If you love the idea of Monet on your wall and you genuinely enjoy slow, meditative building, this one's a lovely thing to own.

It's pricey and the placement of tiny elements gets repetitive, so it's not for anyone chasing a quick weekend build. Grab it if you want a display piece with real texture and a story behind every part. Skip it if you want minifigs, playability, or a fast hit of fun.

Best for: Grown-up builders who want fine art on the wall and love a slow, tile-by-tile build

The full review

What it is

This LEGO® set turns Claude Monet's 1899 painting Bridge over a Pond of Water Lilies into a 3,179-piece wall-hanging picture, made in partnership with The Metropolitan Museum of Art in New York, where the original hangs. You're recreating the willows, the little Japanese footbridge and that famous carpet of lily pads from Monet's garden at Giverny. The finished thing is a proper size too, roughly 51cm tall and 41cm wide, with a brick-built frame and a hanger on the back so it goes straight on the wall. Stand back from it and the whole surface shimmers like brushwork, which is exactly the trick the designers were going for. If Monet's pond speaks to you, this is a genuinely lovely object to have around.

The catch

Now the honest bits. The price is the elephant in the room. At $249.99 (£179.99 / €199.99) it's a real investment, and it arrives at a moment when a lot of fans are grumbling about the flood of expensive adult display sets. The build itself is also a slow burn. You're placing a huge number of small tiles and plates, and reviewers were upfront that the middle stretch gets repetitive and tedious even though the payoff looks great. There are no minifigs and nothing moves, so if you like a set you can pick up and play with, this isn't that. Tips&Bricks came away a little underwhelmed by the process, while others loved the calm, quiet result on the wall, so a lot depends on whether slow, methodical building relaxes you or bores you.

Who it's for

So who's this for? If you're the kind of builder who puts on a podcast (there's literally an official one with a Met curator to play while you build) and happily loses an evening placing little colored tiles, you'll get a lot out of this. It's a great pick for art lovers, for anyone who wants something on the wall that isn't another cityscape, and for fans who enjoyed the Van Gogh Sunflowers set from the same designer. If you want value-per-piece, action, or a fast build, look elsewhere. But as a calm, texture-rich picture that rewards patience, it's an easy set to recommend to the right person.

The parts story

What the build is actually like, and the pieces worth knowing about.
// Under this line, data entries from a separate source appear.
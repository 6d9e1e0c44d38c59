/// Share-accounting law tests
///
/// These drive the ledger state types directly through the same sequences
/// the join/exit/invest-idle handlers perform, with a simulated yield source
/// standing in for the token plumbing. Full integration tests with
/// mollusk-svm would require aligning Solana SDK versions between Anchor
/// 0.32.1 and mollusk-svm 0.7.2, which have version conflicts; the
/// accounting laws are all exercisable at this level.

use anchor_lang::prelude::*;
use strategy_vault::constants::{BASIS_POINTS_100_PERCENT, TWO_POW_32};
use strategy_vault::math;
use strategy_vault::state::{ExitRequest, Investment, PriceOracle, Strategy};

/// Derivative-token position priced at a pushed p32 rate, mirroring
/// RateYieldAdapter without the token program
struct SimulatedYieldSource {
    price_p32: u64,
    position_tokens: u64,
}

impl SimulatedYieldSource {
    fn new() -> Self {
        Self {
            price_p32: TWO_POW_32, // 1.0 base per token
            position_tokens: 0,
        }
    }

    fn total_value(&self) -> u64 {
        math::token_amount_to_base_value(self.position_tokens, self.price_p32).unwrap()
    }

    fn invest(&mut self, base_amount: u64) {
        self.position_tokens +=
            math::base_value_to_token_amount(base_amount, self.price_p32).unwrap();
    }

    fn divest(&mut self, base_amount: u64) -> u64 {
        let tokens =
            math::base_value_to_token_amount_ceil(base_amount, self.price_p32).unwrap();
        assert!(tokens <= self.position_tokens, "reserve underflow");
        self.position_tokens -= tokens;
        base_amount
    }

    fn divest_all(&mut self) -> u64 {
        let value = self.total_value();
        self.position_tokens = 0;
        value
    }

    /// Interest accrual: the derivative price rises, the position does not
    fn accrue(&mut self, new_price_p32: u64) {
        self.price_p32 = new_price_p32;
    }
}

fn mock_strategy() -> Strategy {
    Strategy {
        base_mint: Pubkey::default(),
        yield_source: Pubkey::default(),
        total_shares: 0,
        fees_collected: 0,
        bump: 0,
        authority_bump: 0,
        _reserved: [0; 64],
    }
}

fn mock_investment() -> Investment {
    Investment {
        strategy: Pubkey::default(),
        owner: Pubkey::default(),
        shares_held: 0,
        principal_invested: 0,
        bump: 0,
        _reserved: [0; 16],
    }
}

/// The join handler's accounting sequence: price against value-before,
/// invest, then mint
fn join(
    strategy: &mut Strategy,
    investment: &mut Investment,
    source: &mut SimulatedYieldSource,
    amount: u64,
) -> u64 {
    assert!(amount > 0);
    let value_before = source.total_value();
    let shares = strategy.shares_for_deposit(amount, value_before).unwrap();
    source.invest(amount);
    strategy.total_shares += shares;
    investment.shares_held += shares;
    investment.principal_invested += amount;
    shares
}

/// The exit handler's accounting sequence; returns (net credited, fee)
fn exit(
    strategy: &mut Strategy,
    investment: &mut Investment,
    source: &mut SimulatedYieldSource,
    request: ExitRequest,
    protocol_fee_bps: u16,
) -> (u64, u64) {
    let shares_held_before = investment.shares_held;
    let shares = request.resolve(shares_held_before).unwrap();
    assert!(shares > 0 && shares <= shares_held_before);

    let value_now = source.total_value();
    let gross = strategy.value_for_shares(shares, value_now).unwrap();

    let amount_out = if shares == strategy.total_shares {
        source.divest_all()
    } else {
        source.divest(gross)
    };

    let fee = math::apply_bp(amount_out, protocol_fee_bps).unwrap();
    let net = amount_out - fee;

    let principal_removed = if shares == shares_held_before {
        investment.principal_invested
    } else {
        math::mul_div(investment.principal_invested, shares, shares_held_before).unwrap()
    };

    strategy.total_shares -= shares;
    strategy.fees_collected += fee;
    investment.shares_held -= shares;
    investment.principal_invested -= principal_removed;

    (net, fee)
}

const UNIT: u64 = 1_000_000_000; // 9 decimals

// =============================================================================
// Share-price monotonicity under airdrop
// =============================================================================

#[test]
fn test_airdrop_sweep_raises_price_never_shares() {
    let mut strategy = mock_strategy();
    let mut investment = mock_investment();
    let mut source = SimulatedYieldSource::new();

    join(&mut strategy, &mut investment, &mut source, 50 * UNIT);
    let shares_before = strategy.total_shares;
    let price_before = strategy.share_price_p32(source.total_value()).unwrap();

    // unsolicited transfer lands idle, then invest-idle sweeps it:
    // value changes, shares must not
    source.invest(1000 * UNIT);

    assert_eq!(strategy.total_shares, shares_before);
    let price_after = strategy.share_price_p32(source.total_value()).unwrap();
    assert!(price_after > price_before, "sweep must raise the share price");
}

#[test]
fn test_interest_accrual_raises_price_never_shares() {
    let mut strategy = mock_strategy();
    let mut investment = mock_investment();
    let mut source = SimulatedYieldSource::new();

    join(&mut strategy, &mut investment, &mut source, 100 * UNIT);
    let shares_before = strategy.total_shares;

    source.accrue(TWO_POW_32 + TWO_POW_32 / 10); // +10%

    assert_eq!(strategy.total_shares, shares_before);
    assert_eq!(source.total_value(), 110 * UNIT);
}

// =============================================================================
// Join fairness
// =============================================================================

#[test]
fn test_first_join_mints_one_to_one() {
    let mut strategy = mock_strategy();
    let mut investment = mock_investment();
    let mut source = SimulatedYieldSource::new();

    let minted = join(&mut strategy, &mut investment, &mut source, 50 * UNIT);
    assert_eq!(minted, 50 * UNIT);
    assert_eq!(strategy.total_shares, 50 * UNIT);
}

#[test]
fn test_join_after_airdrop_scenario() {
    // Domain fixture: 50 joined (1:1), 1000 airdropped and swept,
    // then a second account joins with 50
    let mut strategy = mock_strategy();
    let mut investment_a = mock_investment();
    let mut investment_b = mock_investment();
    let mut source = SimulatedYieldSource::new();

    join(&mut strategy, &mut investment_a, &mut source, 50 * UNIT);
    source.invest(1000 * UNIT); // swept airdrop

    assert_eq!(strategy.total_shares, 50 * UNIT);
    assert_eq!(source.total_value(), 1050 * UNIT);

    let minted = join(&mut strategy, &mut investment_b, &mut source, 50 * UNIT);
    // 50 * 50 / 1050 in token units
    assert_eq!(minted, 2_380_952_380);
    assert!(
        minted < 50 * UNIT,
        "joiner after an airdrop must not capture the prior gain"
    );

    // B's exit value reflects the reduced share count, not a 1:1 assumption
    let value_b = strategy
        .value_for_shares(investment_b.shares_held, source.total_value())
        .unwrap();
    assert!(value_b <= 50 * UNIT);
    // share truncation costs up to one share, ~21 base units at this price
    assert!(value_b > 50 * UNIT - 100, "within rounding of the contribution");
}

#[test]
fn test_later_joiner_not_diluting_earlier_holder() {
    let mut strategy = mock_strategy();
    let mut investment_a = mock_investment();
    let mut investment_b = mock_investment();
    let mut source = SimulatedYieldSource::new();

    join(&mut strategy, &mut investment_a, &mut source, 100 * UNIT);
    source.accrue(2 * TWO_POW_32); // position doubles in value

    let a_value_before = strategy
        .value_for_shares(investment_a.shares_held, source.total_value())
        .unwrap();

    join(&mut strategy, &mut investment_b, &mut source, 100 * UNIT);

    let a_value_after = strategy
        .value_for_shares(investment_a.shares_held, source.total_value())
        .unwrap();
    assert_eq!(
        a_value_before, a_value_after,
        "a new join must not move existing holders' value"
    );
}

// =============================================================================
// Round-trip and full-exit zeroing
// =============================================================================

#[test]
fn test_round_trip_returns_principal_zero_fee() {
    let mut strategy = mock_strategy();
    let mut investment = mock_investment();
    let mut source = SimulatedYieldSource::new();

    let amount = 123_456_789_012;
    join(&mut strategy, &mut investment, &mut source, amount);
    let (net, fee) = exit(
        &mut strategy,
        &mut investment,
        &mut source,
        ExitRequest::Ratio(BASIS_POINTS_100_PERCENT),
        0,
    );

    assert_eq!(net, amount);
    assert_eq!(fee, 0);
    assert_eq!(strategy.total_shares, 0);
    assert!(investment.is_closed());
}

#[test]
fn test_round_trip_with_fee() {
    let mut strategy = mock_strategy();
    let mut investment = mock_investment();
    let mut source = SimulatedYieldSource::new();

    join(&mut strategy, &mut investment, &mut source, 1000 * UNIT);
    let (net, fee) = exit(
        &mut strategy,
        &mut investment,
        &mut source,
        ExitRequest::Shares(1000 * UNIT),
        50, // 0.50%
    );

    assert_eq!(fee, 5 * UNIT);
    assert_eq!(net, 995 * UNIT);
    assert_eq!(strategy.fees_collected, fee);
}

#[test]
fn test_full_exit_zeroes_ledger_and_drains_position() {
    let mut strategy = mock_strategy();
    let mut investment = mock_investment();
    let mut source = SimulatedYieldSource::new();

    join(&mut strategy, &mut investment, &mut source, 77 * UNIT);
    source.invest(13 * UNIT); // swept airdrop
    source.accrue(TWO_POW_32 * 3 / 2); // and some interest

    exit(
        &mut strategy,
        &mut investment,
        &mut source,
        ExitRequest::Ratio(BASIS_POINTS_100_PERCENT),
        0,
    );

    assert_eq!(strategy.total_shares, 0, "total shares must land at exactly 0");
    assert_eq!(source.position_tokens, 0, "no residual derivative dust");
    assert_eq!(investment.shares_held, 0);
    assert_eq!(investment.principal_invested, 0);
}

// =============================================================================
// Rejections leave state unchanged
// =============================================================================

#[test]
fn test_insufficient_shares_rejected_before_any_mutation() {
    let mut strategy = mock_strategy();
    let mut investment = mock_investment();
    let mut source = SimulatedYieldSource::new();

    join(&mut strategy, &mut investment, &mut source, 10 * UNIT);

    // the handler's guard sequence: resolve, then bound against the holding
    let requested = ExitRequest::Shares(11 * UNIT)
        .resolve(investment.shares_held)
        .unwrap();
    let rejected = requested > investment.shares_held;
    assert!(rejected, "over-held exit must be rejected with InsufficientShares");

    // nothing was touched
    assert_eq!(strategy.total_shares, 10 * UNIT);
    assert_eq!(investment.shares_held, 10 * UNIT);
    assert_eq!(source.total_value(), 10 * UNIT);
}

#[test]
fn test_zero_and_out_of_range_requests_rejected() {
    assert!(ExitRequest::Ratio(0).resolve(100).is_err());
    assert!(ExitRequest::Ratio(10_001).resolve(100).is_err());
    assert_eq!(ExitRequest::Shares(0).resolve(100).unwrap(), 0);
    // a resolved 0 is then rejected by the handler's ZeroAmount guard
}

// =============================================================================
// Investment record lifecycle
// =============================================================================

#[test]
fn test_partial_exit_prorates_principal() {
    let mut strategy = mock_strategy();
    let mut investment = mock_investment();
    let mut source = SimulatedYieldSource::new();

    join(&mut strategy, &mut investment, &mut source, 100 * UNIT);
    exit(
        &mut strategy,
        &mut investment,
        &mut source,
        ExitRequest::Ratio(2_500), // 25%
        0,
    );

    assert_eq!(investment.shares_held, 75 * UNIT);
    assert_eq!(investment.principal_invested, 75 * UNIT);
    assert!(!investment.is_closed());
}
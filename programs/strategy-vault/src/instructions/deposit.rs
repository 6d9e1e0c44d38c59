use anchor_lang::prelude::*;
use anchor_spl::{
    associated_token::AssociatedToken,
    token::{self, Mint, Token, TokenAccount, Transfer},
};

use crate::{constants::*, errors::*, events::*, state::*};

/// Deposit an asset into the vault, crediting the account's balance
///
/// Balances are plain accounted currency, not shares. Joining a strategy
/// later debits this balance.
#[derive(Accounts)]
pub struct Deposit<'info> {
    /// User depositing assets
    /// Security: Must be signer
    #[account(mut)]
    pub user: Signer<'info>,

    #[account(
        seeds = [VAULT_SEED],
        bump = vault_state.bump,
    )]
    pub vault_state: Account<'info, VaultState>,

    /// Vault authority PDA
    /// CHECK: PDA used as token authority, validated by seeds
    #[account(
        seeds = [VAULT_AUTHORITY_SEED],
        bump = vault_state.vault_authority_bump,
    )]
    pub vault_authority: UncheckedAccount<'info>,

    pub asset_mint: Account<'info, Mint>,

    /// Per-(account, asset) balance record, created on first deposit
    #[account(
        init_if_needed,
        payer = user,
        space = UserBalance::SPACE,
        seeds = [USER_BALANCE_SEED, user.key().as_ref(), asset_mint.key().as_ref()],
        bump
    )]
    pub user_balance: Account<'info, UserBalance>,

    /// User's asset token account (source)
    /// Security: Must be owned by user and correct mint
    #[account(
        mut,
        constraint = user_token_account.mint == asset_mint.key() @ VaultError::InvalidMint,
        constraint = user_token_account.owner == user.key() @ VaultError::InvalidOwner,
    )]
    pub user_token_account: Account<'info, TokenAccount>,

    /// Vault's pooled token account for this asset
    #[account(
        init_if_needed,
        payer = user,
        associated_token::mint = asset_mint,
        associated_token::authority = vault_authority,
    )]
    pub vault_token_account: Account<'info, TokenAccount>,

    pub token_program: Program<'info, Token>,
    pub associated_token_program: Program<'info, AssociatedToken>,
    pub system_program: Program<'info, System>,
}

pub fn handler(ctx: Context<Deposit>, amount: u64) -> Result<()> {
    // CHECKS
    require!(amount > 0, VaultError::ZeroAmount);

    let user_balance = &mut ctx.accounts.user_balance;
    if user_balance.owner == Pubkey::default() {
        user_balance.owner = ctx.accounts.user.key();
        user_balance.mint = ctx.accounts.asset_mint.key();
        user_balance.bump = ctx.bumps.user_balance;
        user_balance._reserved = [0; 16];
    }

    // EFFECTS: credit the balance before external calls
    user_balance.amount = user_balance
        .amount
        .checked_add(amount)
        .ok_or(VaultError::MathOverflow)?;

    // INTERACTIONS: pull the tokens into the vault pool
    let transfer_ctx = CpiContext::new(
        ctx.accounts.token_program.to_account_info(),
        Transfer {
            from: ctx.accounts.user_token_account.to_account_info(),
            to: ctx.accounts.vault_token_account.to_account_info(),
            authority: ctx.accounts.user.to_account_info(),
        },
    );
    token::transfer(transfer_ctx, amount)?;

    emit!(Deposited {
        vault: ctx.accounts.vault_state.key(),
        user: ctx.accounts.user.key(),
        mint: ctx.accounts.asset_mint.key(),
        amount,
        balance: user_balance.amount,
        timestamp: Clock::get()?.unix_timestamp,
    });

    Ok(())
}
Building this is less about structure and more about painting with bricks, one small section at a time. You work across the canvas laying tiles and plates in both vertical and horizontal directions to build up a tactile 3D surface, so the trees, water and lily pads each get their own texture rather than sitting flat. There's a clever detail baked into the layout too: the diagonal stroke of light that cuts across the trees in the real painting is recreated with lighter elements running from top right to bottom left. It's a slow, meditative process, and the fun comes from watching a chaotic pile of colored parts suddenly resolve into a recognizable scene.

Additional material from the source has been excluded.